Tumorschmerz: Schnell freisetzende Hartkapseln für eine flexible Therapie Opioid-naiver Patienten

Hydromorphon ist aufgrund pharmakologischer Vorteile in der Verträglichkeit Präferenzsubstanz der WHO-Stufe III gemäß der PraxisLeitlinie Tumorschmerz der Deutschen Gesellschaft für Schmerztherapie (DGS) (1). Mit dem schnell freisetzenden Hydromorphon Aristo® akut 1,3/2,6 mg steht im deutschen Markt ab sofort eine sinnvolle Ergänzung zur Neueinstellung Opioid-naiver Patienten, zur Opioid-Rotation sowie bei Durchbruchschmerzen zur Verfügung.
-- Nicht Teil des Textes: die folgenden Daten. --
use axum::{
    Json,
    http::StatusCode,
    response::{IntoResponse, Response},
};
use opentelemetry::trace::TraceContextExt;
use serde_json::json;
use thiserror::Error;
use tracing::Span;
use tracing_opentelemetry::OpenTelemetrySpanExt;

use crate::db::StoreError;
use crate::llm::LlmError;
use crate::models::Stage;

/// Failure of one pipeline stage. Nothing here is retried or corrected
/// automatically; the caller decides.
#[derive(Error, Debug)]
pub enum PipelineError {
    #[error("{stage}: malformed generation response: {reason}")]
    MalformedResponse { stage: Stage, reason: String },

    #[error("{stage}: contract violated: {field} is {measured}, expected {expected}")]
    ContractViolation {
        stage: Stage,
        field: &'static str,
        measured: i64,
        expected: String,
    },

    #[error("{stage}: persistence failed: {source}")]
    Persistence {
        stage: Stage,
        #[source]
        source: StoreError,
    },

    #[error("{stage}: {source}")]
    Upstream {
        stage: Stage,
        #[source]
        source: LlmError,
    },

    #[error("{stage}: generation timed out after {elapsed_ms}ms")]
    Timeout { stage: Stage, elapsed_ms: u64 },

    /// A store read made outside any stage, such as the daily gate lookup.
    #[error("store lookup failed: {0}")]
    Lookup(#[from] StoreError),
}

impl PipelineError {
    pub fn from_llm(stage: Stage, err: LlmError) -> Self {
        match err {
            LlmError::Timeout(after) => PipelineError::Timeout {
                stage,
                elapsed_ms: after.as_millis() as u64,
            },
            other => PipelineError::Upstream {
                stage,
                source: other,
            },
        }
    }

    pub fn stage(&self) -> Option<Stage> {
        match self {
            PipelineError::MalformedResponse { stage, .. }
            | PipelineError::ContractViolation { stage, .. }
            | PipelineError::Persistence { stage, .. }
            | PipelineError::Upstream { stage, .. }
            | PipelineError::Timeout { stage, .. } => Some(*stage),
            PipelineError::Lookup(_) => None,
        }
    }

    pub fn kind(&self) -> &'static str {
        match self {
            PipelineError::MalformedResponse { .. } => "malformed_response",
            PipelineError::ContractViolation { .. } => "contract_violation",
            PipelineError::Persistence { .. } => "persistence_error",
            PipelineError::Upstream { .. } => "upstream_error",
            PipelineError::Timeout { .. } => "timeout",
            PipelineError::Lookup(_) => "store_read_error",
        }
    }
}

#[derive(Error, Debug)]
pub enum AppError {
    #[error("Validation error: {0}")]
    Validation(String),

    #[error("Not found: {0}")]
    NotFound(String),

    #[error("Unauthorized")]
    Unauthorized,

    #[error("Conflict: {0}")]
    Conflict(String),

    #[error("Store error: {0}")]
    Store(#[from] StoreError),

    #[error("Pipeline error: {0}")]
    Pipeline(#[from] PipelineError),

    #[error("Internal error: {0}")]
    Internal(String),
}

fn get_trace_id() -> Option<String> {
    let span = Span::current();
    let context = span.context();
    let span_ref = context.span();
    let span_context = span_ref.span_context();

    if span_context.is_valid() {
        Some(span_context.trace_id().to_string())
    } else {
        None
    }
}

impl AppError {
    fn status_and_message(&self) -> (StatusCode, String) {
        match self {
            AppError::Validation(msg) => (StatusCode::BAD_REQUEST, msg.clone()),
            AppError::NotFound(msg) => (StatusCode::NOT_FOUND, msg.clone()),
            AppError::Unauthorized => (StatusCode::UNAUTHORIZED, "Unauthorized".to_string()),
            AppError::Conflict(msg) => (StatusCode::CONFLICT, msg.clone()),
            AppError::Store(_) | AppError::Internal(_) => (
                StatusCode::INTERNAL_SERVER_ERROR,
                "Internal server error".to_string(),
            ),
            AppError::Pipeline(_) => (
                StatusCode::INTERNAL_SERVER_ERROR,
                "Generation failed".to_string(),
            ),
        }
    }
}

impl IntoResponse for AppError {
    fn into_response(self) -> Response {
        match &self {
            AppError::Store(e) => tracing::error!(error = %e, "Store error"),
            AppError::Pipeline(e) => tracing::error!(
                error = %e,
                error.kind = e.kind(),
                pipeline.stage = ?e.stage(),
                "Pipeline error"
            ),
            AppError::Internal(msg) => tracing::error!(error = %msg, "Internal error"),
            AppError::Unauthorized => tracing::warn!("Unauthorized request"),
            _ => {}
        }

        let (status, error_message) = self.status_and_message();

        let body = if let Some(trace_id) = get_trace_id() {
            json!({
                "error": error_message,
                "status": status.as_u16(),
                "trace_id": trace_id,
            })
        } else {
            json!({
                "error": error_message,
                "status": status.as_u16(),
            })
        };

        (status, Json(body)).into_response()
    }
}

pub type AppResult<T> = Result<T, AppError>;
Durch das niedrige Interaktionspotenzial des Wirkstoffs Hydromorphon ist das neue Präparat zur Kombination mit allen Retard-Opioiden ideal geeignet. Der kombinierte Einsatz mit der retardierten Einmalgabe Hydromorphon Aristo® long ermöglicht zudem eine Substanzkonstanz. Aristo Pharma ist der einzige deutsche Anbieter mit dieser Konstellation und bietet somit eine patientenindividuelle Therapieoption zur Behandlung starker bis sehr starker Schmerzen.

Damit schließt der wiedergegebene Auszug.